Here’s the result (the highlight means prompt is active). The next point would be to display the custom prompt UI and accept user input once is_displayed is truthy.
Please excuse the poor quality, I had to compress the video.
For small spaces, another option is to simply utilize mouse.Target and only display when the object is hovered. Should you prefer not to use the legacy mouse module, there’s always ScreenPointToRay(). If I remember correctly, mouse module does exactly that.
These are all amazing responses! From what I’ve read, the way in which I select interactables is simply too crude in comparison to proximity prompts or advanced location methods that utilize compartmentalization and/or hashing. I quickly skimmed some information about spatial hashing and read that most implementations are not as practical for small places or unequal spacing between objects, so it probably won’t be for me. It seems like my best option here would be to embrace proximity prompts.
I’m reading through this and absolutely love the implementation. For some reason, it didn’t occur to me that I could just implement some additional selection logic on PromptShown and allow PromptTriggered to perform an action based on whether the additional logic succeeded or not. Many thanks for the amazing presentation! I’ll definitely give your method a go.
And real quick, what the heck is this? At first I thought it was a hypothetical notation for ease of comprehension, but out of curiosity I put it in the editor, and the intellisense doesn’t throw an error. I have embarrassingly never seen this before, and I’m not sure what to slap onto the Google search bar to figure it out. As far as I can tell, it seems similar to type declaration in C-based languages, and | seems to act as a tuple.
No problem, glad I cloud help! I simply added something I made in one of my projects and it turned out pretty well on my end.
This heck is type notation in luau. Roblox expanded their lua sandbox with type checking. For instance, remember when you add a line that calls a built-in function like RunService.Heartbeat:Connect(...), and the editor shows you which arguments to send and which ones the function returns?
There’s more to type checking, but it mostly helps us know the data types, especially what the function somebody wrote or you wrote months ago returns, and what the proper arguments are.
Example
local function DoSomethingForSomeReason(num: number, str: string): number
return num + #str
end
local result = DoSomethingForSomeReason(5, "a string")

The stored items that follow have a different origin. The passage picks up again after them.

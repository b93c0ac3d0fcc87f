//! Controller for one survey year: owns the selection, the map and the
//! data the chart grid is projected from.
//!
//! Sidebar clicks call [`YearView::select`] directly; pin clicks arrive
//! through the handler built by [`selection_handler`]. Either way the map
//! recenters and every subscriber (header, sidebar highlight, chart grid)
//! sees the new selection.

use crate::grid::{chart_grid, sidebar_entries, ChartCard, SidebarEntry};
use crate::map::{BoundaryRequest, MapBackend, MapView, SelectHandler};
use crate::store::{SelectionStore, SubscriptionId};
use hc_survey::config::DashboardConfig;
use hc_survey::geo::AnchorTable;
use hc_survey::stats::{SubdistrictRow, YearTable};
use hc_survey::subdistrict::SubdistrictId;
use hc_survey::year::SurveyYear;
use std::cell::RefCell;
use std::rc::Rc;

pub struct YearView<B: MapBackend> {
    year: SurveyYear,
    table: Rc<YearTable>,
    anchors: AnchorTable,
    subdistricts: Vec<SubdistrictId>,
    store: SelectionStore,
    map: MapView<B>,
}

impl<B: MapBackend> YearView<B> {
    pub fn new(year: SurveyYear, table: Rc<YearTable>, config: &DashboardConfig, backend: B) -> Self {
        let subdistricts = year.subdistricts();
        let initial = initial_selection(&table, &subdistricts, &config.default_subdistrict);
        log::info!("HEALTH {} view starts on {}", year, initial);
        Self {
            year,
            table,
            anchors: config.anchors(),
            subdistricts,
            store: SelectionStore::new(initial),
            map: MapView::new(backend, config),
        }
    }

    pub fn year(&self) -> SurveyYear {
        self.year
    }

    pub fn selected(&self) -> &SubdistrictId {
        self.store.get()
    }

    /// Select `id`: invalidate and recenter the map, then notify subscribers.
    ///
    /// Ids that are not keys of the year table are ignored; returns false for them.
    pub fn select(&mut self, id: &str) -> bool {
        if !self.table.contains(id) {
            log::debug!("ignoring selection of unknown subdistrict '{}'", id);
            return false;
        }
        self.map.invalidate();
        self.map.recenter(id);
        self.store.set(SubdistrictId::from(id));
        true
    }

    /// Row of the current selection, empty if the table lacks it.
    pub fn current_row(&self) -> SubdistrictRow {
        self.table.row_or_empty(self.selected().as_str())
    }

    pub fn summary_title(&self) -> String {
        self.year.summary_title(self.selected())
    }

    pub fn sidebar_entries(&self) -> Vec<SidebarEntry> {
        sidebar_entries(&self.subdistricts, self.selected())
    }

    /// Chart cards for the current selection, in catalog order.
    pub fn chart_grid(&self) -> Vec<ChartCard> {
        let row = self.current_row();
        let missing = self.year.catalog().missing_labels(&row);
        if !missing.is_empty() {
            log::debug!("{} has no data for {} catalog labels", self.selected(), missing.len());
        }
        chart_grid(self.year, self.year.catalog(), &row)
    }

    pub fn subscribe(&mut self, listener: impl FnMut(&SubdistrictId) + 'static) -> SubscriptionId {
        self.store.subscribe(listener)
    }

    pub fn unsubscribe(&mut self, id: SubscriptionId) -> bool {
        self.store.unsubscribe(id)
    }

    /// Mount the map in this year's container, centered on the whole district.
    pub fn mount_map(&mut self, on_select: SelectHandler) -> Option<BoundaryRequest> {
        self.map
            .mount(self.year.map_container_id(), self.anchors.overall(), on_select)
    }

    pub fn apply_boundary(&mut self, request: &BoundaryRequest, body: hc_survey::Result<String>) -> bool {
        self.map.apply_boundary(request, body)
    }

    pub fn invalidate_map(&mut self) {
        self.map.invalidate();
    }

    pub fn unmount_map(&mut self) {
        self.map.unmount();
    }

    pub fn map(&self) -> &MapView<B> {
        &self.map
    }
}

/// The configured default if the table has it, else the first listed
/// subdistrict the table has, else the configured default regardless.
fn initial_selection(
    table: &YearTable,
    subdistricts: &[SubdistrictId],
    default: &SubdistrictId,
) -> SubdistrictId {
    if table.contains(default.as_str()) {
        return default.clone();
    }
    match subdistricts.iter().find(|id| table.contains(id.as_str())) {
        Some(id) => {
            log::warn!("default subdistrict {} missing from table; starting on {}", default, id);
            id.clone()
        }
        None => default.clone(),
    }
}

/// Pin-click handler that selects on `view`.
///
/// Holds a weak reference so the map's handler does not keep the view alive.
pub fn selection_handler<B: MapBackend + 'static>(view: &Rc<RefCell<YearView<B>>>) -> SelectHandler {
    let weak = Rc::downgrade(view);
    Rc::new(move |id: SubdistrictId| {
        let Some(view) = weak.upgrade() else {
            return;
        };
        match view.try_borrow_mut() {
            Ok(mut view) => {
                view.select(id.as_str());
            }
            Err(_) => log::warn!("pin click on {} during another update; ignored", id),
        };
    })
}

#[cfg(test)]
mod tests {
    use super::*;
    use crate::map::testing::{MapCall, RecordingBackend};
    use hc_data::projection::project;
    use hc_survey::geo::GeoAnchor;
    use hc_survey::SurveyError;

    const FIXTURE_2018: &str = include_str!("../../fixtures/health_2018.csv");
    const FIXTURE_2013: &str = include_str!("../../fixtures/health_2013.csv");

    fn table(year: SurveyYear) -> Rc<YearTable> {
        let csv_data = match year {
            SurveyYear::Y2013 => FIXTURE_2013,
            SurveyYear::Y2018 => FIXTURE_2018,
        };
        Rc::new(YearTable::from_long_csv(csv_data).unwrap())
    }

    fn mounted_view(year: SurveyYear) -> Rc<RefCell<YearView<RecordingBackend>>> {
        let view = Rc::new(RefCell::new(YearView::new(
            year,
            table(year),
            &DashboardConfig::default(),
            RecordingBackend::default(),
        )));
        let handler = selection_handler(&view);
        view.borrow_mut().mount_map(handler);
        view
    }

    fn expected_anchor(id: &SubdistrictId) -> GeoAnchor {
        DashboardConfig::default().anchors().get(id.as_str())
    }

    #[test]
    fn initial_load_selects_bekok() {
        let view = mounted_view(SurveyYear::Y2018);
        let view = view.borrow();
        assert_eq!(view.selected().as_str(), "BEKOK");
        assert_eq!(view.summary_title(), "HEALTH 2018 SUMMARY FOR BEKOK");

        let cards = view.chart_grid();
        assert_eq!(cards.len(), SurveyYear::Y2018.catalog().len());
        let row = view.current_row();
        assert_eq!(cards[0].total, row.stat("Male").n + row.stat("Female").n);
    }

    #[test]
    fn sidebar_selection_round_trips_for_every_subdistrict() {
        for year in [SurveyYear::Y2013, SurveyYear::Y2018] {
            let view = mounted_view(year);
            for id in year.subdistricts() {
                assert!(view.borrow_mut().select(id.as_str()));
                let view = view.borrow();
                assert_eq!(view.selected(), &id);
                assert_eq!(view.map().backend().last_view(), Some(expected_anchor(&id)));
            }
        }
    }

    #[test]
    fn pin_click_round_trips_for_every_pin() {
        let view = mounted_view(SurveyYear::Y2018);
        let click = view.borrow().map().backend().click_handler();
        let pins = view.borrow().map().pins().to_vec();
        assert_eq!(pins.len(), 5);
        for id in pins {
            click(id.clone());
            let view = view.borrow();
            assert_eq!(view.selected(), &id);
            assert_eq!(view.map().backend().last_view(), Some(expected_anchor(&id)));
            assert_eq!(expected_anchor(&id).zoom, 14);
        }
    }

    #[test]
    fn selecting_gemereh_recenters_and_retitles() {
        let view = mounted_view(SurveyYear::Y2018);
        view.borrow_mut().select("GEMEREH");
        let view = view.borrow();
        assert_eq!(view.map().backend().last_view(), Some(GeoAnchor::new(2.5048, 102.8093, 14)));
        assert_eq!(view.summary_title(), "HEALTH 2018 SUMMARY FOR GEMEREH");
    }

    #[test]
    fn pin_click_on_sungai_segamat_updates_header_and_sidebar() {
        let view = mounted_view(SurveyYear::Y2018);
        let click = view.borrow().map().backend().click_handler();
        click(SubdistrictId::from("SUNGAI_SEGAMAT"));

        let view = view.borrow();
        assert_eq!(view.selected().as_str(), "SUNGAI_SEGAMAT");
        assert_eq!(view.summary_title(), "HEALTH 2018 SUMMARY FOR SUNGAI SEGAMAT");
        let active: Vec<_> = view
            .sidebar_entries()
            .into_iter()
            .filter(|e| e.active)
            .map(|e| e.label)
            .collect();
        assert_eq!(active, vec!["SUNGAI SEGAMAT"]);
    }

    #[test]
    fn selecting_overall_zooms_out_to_centroid() {
        let view = mounted_view(SurveyYear::Y2018);
        view.borrow_mut().select("Overall");
        assert_eq!(
            view.borrow().map().backend().last_view(),
            Some(GeoAnchor::new(2.5147, 102.8151, 10))
        );
    }

    #[test]
    fn boundary_failure_keeps_map_usable() {
        let view = Rc::new(RefCell::new(YearView::new(
            SurveyYear::Y2018,
            table(SurveyYear::Y2018),
            &DashboardConfig::default(),
            RecordingBackend::default(),
        )));
        let handler = selection_handler(&view);
        let request = view.borrow_mut().mount_map(handler).unwrap();
        assert!(!view
            .borrow_mut()
            .apply_boundary(&request, Err(SurveyError::FetchFailed("HTTP 500 Internal Server Error".to_string()))));

        let click = view.borrow().map().backend().click_handler();
        click(SubdistrictId::from("CHAAH"));
        let view = view.borrow();
        assert_eq!(view.selected().as_str(), "CHAAH");
        assert_eq!(view.map().pins().len(), 5);
        assert_eq!(view.map().tile_layer_count(), 1);
    }

    #[test]
    fn absent_label_renders_as_zero() {
        let view = mounted_view(SurveyYear::Y2018);
        view.borrow_mut().select("JABI");
        let view = view.borrow();
        let row = view.current_row();
        assert!(!row.contains("Refused to answer"));

        let education = SurveyYear::Y2018.catalog().find("Education level").unwrap();
        let data = project(education, &row);
        assert_eq!(data.values[5], 0);
        assert_eq!(data.percentages[5], 0.0);

        let card = view
            .chart_grid()
            .into_iter()
            .find(|c| c.title == "Education level")
            .unwrap();
        assert_eq!(card.spec.data.datasets[0].data[5], 0.0);
    }

    #[test]
    fn every_category_resolves_against_every_fixture_row() {
        for year in [SurveyYear::Y2013, SurveyYear::Y2018] {
            let table = table(year);
            for id in year.subdistricts() {
                let row = table.row(id.as_str()).unwrap();
                for category in year.catalog().categories() {
                    let data = project(category, row);
                    assert_eq!(data.values.len(), category.labels.len());
                    assert_eq!(data.percentages.len(), category.labels.len());
                    for (i, label) in category.labels.iter().enumerate() {
                        assert_eq!(data.values[i], row.stat(label).n);
                        assert_eq!(data.percentages[i], row.stat(label).percentage);
                    }
                }
            }
        }
    }

    #[test]
    fn fixtures_only_lack_the_deliberately_absent_labels() {
        let table = table(SurveyYear::Y2018);
        let catalog = SurveyYear::Y2018.catalog();
        assert!(catalog.missing_labels(table.row("BEKOK").unwrap()).is_empty());
        let missing = catalog.missing_labels(table.row("JABI").unwrap());
        assert!(!missing.is_empty());
        assert!(missing.iter().all(|(_, label)| *label == "Refused to answer"));
    }

    #[test]
    fn fixture_2013_covers_the_full_catalog() {
        let table = table(SurveyYear::Y2013);
        let catalog = SurveyYear::Y2013.catalog();
        assert!(catalog.missing_labels(table.row("BEKOK").unwrap()).is_empty());
        assert!(catalog.missing_labels(table.row("Overall").unwrap()).is_empty());
        let missing = catalog.missing_labels(table.row("CHAAH").unwrap());
        assert_eq!(missing, vec![("Ethnicity", "Non-citizen")]);
    }

    #[test]
    fn unknown_selection_is_ignored() {
        let view = mounted_view(SurveyYear::Y2018);
        let views_before = view.borrow().map().backend().count(|c| matches!(c, MapCall::SetView(_)));
        assert!(!view.borrow_mut().select("LABIS"));
        let view = view.borrow();
        assert_eq!(view.selected().as_str(), "BEKOK");
        assert_eq!(
            view.map().backend().count(|c| matches!(c, MapCall::SetView(_))),
            views_before
        );
    }

    #[test]
    fn repeated_selection_only_recenters() {
        let view = mounted_view(SurveyYear::Y2018);
        view.borrow_mut().select("JABI");
        view.borrow_mut().select("JABI");
        let view = view.borrow();
        let backend = view.map().backend();
        assert_eq!(backend.count(|c| matches!(c, MapCall::Create(..))), 1);
        assert_eq!(backend.count(|c| matches!(c, MapCall::TileLayer(..))), 1);
        assert_eq!(backend.count(|c| matches!(c, MapCall::SetView(_))), 2);
        assert_eq!(backend.count(|c| *c == MapCall::Invalidate), 2);
    }

    #[test]
    fn subscribers_see_every_selection() {
        let view = mounted_view(SurveyYear::Y2013);
        let seen = Rc::new(RefCell::new(Vec::new()));
        let sink = seen.clone();
        view.borrow_mut()
            .subscribe(move |id| sink.borrow_mut().push(id.display_name()));

        view.borrow_mut().select("SUNGAI_SEGAMAT");
        let click = view.borrow().map().backend().click_handler();
        click(SubdistrictId::from("CHAAH"));
        assert_eq!(*seen.borrow(), vec!["SUNGAI SEGAMAT", "CHAAH"]);
    }

    #[test]
    fn dropped_view_ignores_late_pin_clicks() {
        let view = mounted_view(SurveyYear::Y2018);
        let click = view.borrow().map().backend().click_handler();
        drop(view);
        click(SubdistrictId::from("JABI"));
    }

    #[test]
    fn missing_default_falls_back_to_first_listed_row() {
        let table = YearTable::from_long_csv("subdistrict,label,n,percentage\nCHAAH,Male,3,100\n").unwrap();
        let view = YearView::new(
            SurveyYear::Y2018,
            Rc::new(table),
            &DashboardConfig::default(),
            RecordingBackend::default(),
        );
        assert_eq!(view.selected().as_str(), "CHAAH");
    }
}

The above would tell us that the called function expects a number for the first argument and a string for the second, as well as that it returns a number.
If strict mode (--!strict) is enabled, any unmatching types are going to be underlined red.
It’s a habit of mine to annotate types of yet undefined variables and public functions. Reminds me that fromMidVector is going to be Vector2, and screenPoint can be either two- or three-dimensional vector.
Wow, I’m surprised I haven’t seen this at all before. Its arrival seems to date back 2+ years. I found a post that covers it and will definitely keep it in my radar. Thank you once again!